If the court rules that yes, the Dutch site also infringes copyright, it basically breaks how the internet works. You are liable for copyright infringement on any content linked to from your site. Imagine a forum, for instance..

>"Hyperlinks which lead, even directly, to protected works are not 'making them available' to the public when they are already freely accessible on another website, and only serve to facilitate their discovery," the opinion said.

First case seems to be fine as well. Unless of course you're hosting the images yourself, then you need to get permission.

It sounded to me like the latter as well. I think the Advocate General is saying you can't ban hyperlinks unless they are the only way to access a copyrighted work.

As an example, I would think a link that allowed someone to get around the requirements to login to view something (maybe username/password as query parameters or something?) would be considered illegal.

There was also the comment about being freely available already. So a page behind username / password would not be freely available and you would be breaking the law.

Now, if a user on a private page, marked something as public, but did not publish the link, then it would be legal as you could argue that its freely available.*

* Not a lawyer, so just my own understanding.

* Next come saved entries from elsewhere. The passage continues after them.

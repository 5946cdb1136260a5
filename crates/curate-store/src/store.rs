// SPDX-License-Identifier: BUSL-1.1
// Copyright (c) 2026 Alfred Jean LLC

//! `DocumentStore`: the generic, partitioned JSON document store contract.
//! Operates on raw `serde_json::Value` bodies; typed access is
//! layered on top by [`crate::repository::Repository`].

use crate::error::StoreError;
use async_trait::async_trait;
use serde_json::Value as Json;

/// One named parameter substituted into a query template, e.g. `("@trigger_id", json!("l1"))`.
pub type QueryParam<'a> = (&'a str, Json);

/// A page of change-feed results plus the continuation token to resume from.
#[derive(Debug, Clone)]
pub struct ChangeFeedPage {
    pub items: Vec<Json>,
    pub next_token: Option<String>,
}

/// Generic operations over a partitioned, JSON document store.
///
/// `get` returns `Ok(None)` on not-found; it must never surface the
/// underlying transport error for that case. Every other operation
/// surfaces a [`StoreError`] on I/O failure — the caller chooses retry
/// policy.
#[async_trait]
pub trait DocumentStore: Send + Sync + 'static {
    /// Create a new document in `container`. `body` must already contain
    /// `id` and the value at `partition_key`.
    async fn create(
        &self,
        container: &str,
        partition_key: &str,
        body: Json,
    ) -> Result<Json, StoreError>;

    /// Point read by id and partition key. Returns `None` on not-found *or*
    /// when the document's `deleted_at` is set (data model invariant 5).
    async fn get(
        &self,
        container: &str,
        id: &str,
        partition_key: &str,
    ) -> Result<Option<Json>, StoreError>;

    /// Replace a document wholesale.
    async fn replace(
        &self,
        container: &str,
        id: &str,
        partition_key: &str,
        body: Json,
    ) -> Result<Json, StoreError>;

    /// Run a parameterized query, filtering out soft-deleted documents.
    /// `template` uses `@name` placeholders bound by `params`.
    async fn query(
        &self,
        container: &str,
        template: &str,
        params: &[QueryParam<'_>],
    ) -> Result<Vec<Json>, StoreError>;

    /// Read one bounded page of the container's change feed since `continuation`.
    async fn change_feed(
        &self,
        container: &str,
        continuation: Option<&str>,
        max_item_count: u32,
    ) -> Result<ChangeFeedPage, StoreError>;
}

I read it more that if the GreenStijl website which was in the EU jurisdiction was posting the links to the pages hosted on a computer within another jurisdiction, but that the pages were not generally available (ie they weren't being hosted on an actual website where they were part of that that website) then GreenStijl would be liable for copyright infringement because the only way to access the published content would be through them.

so GreenStijl can't just host the pages anonymously on mega.com and link to them.. in that case they would deemed to be part of their website.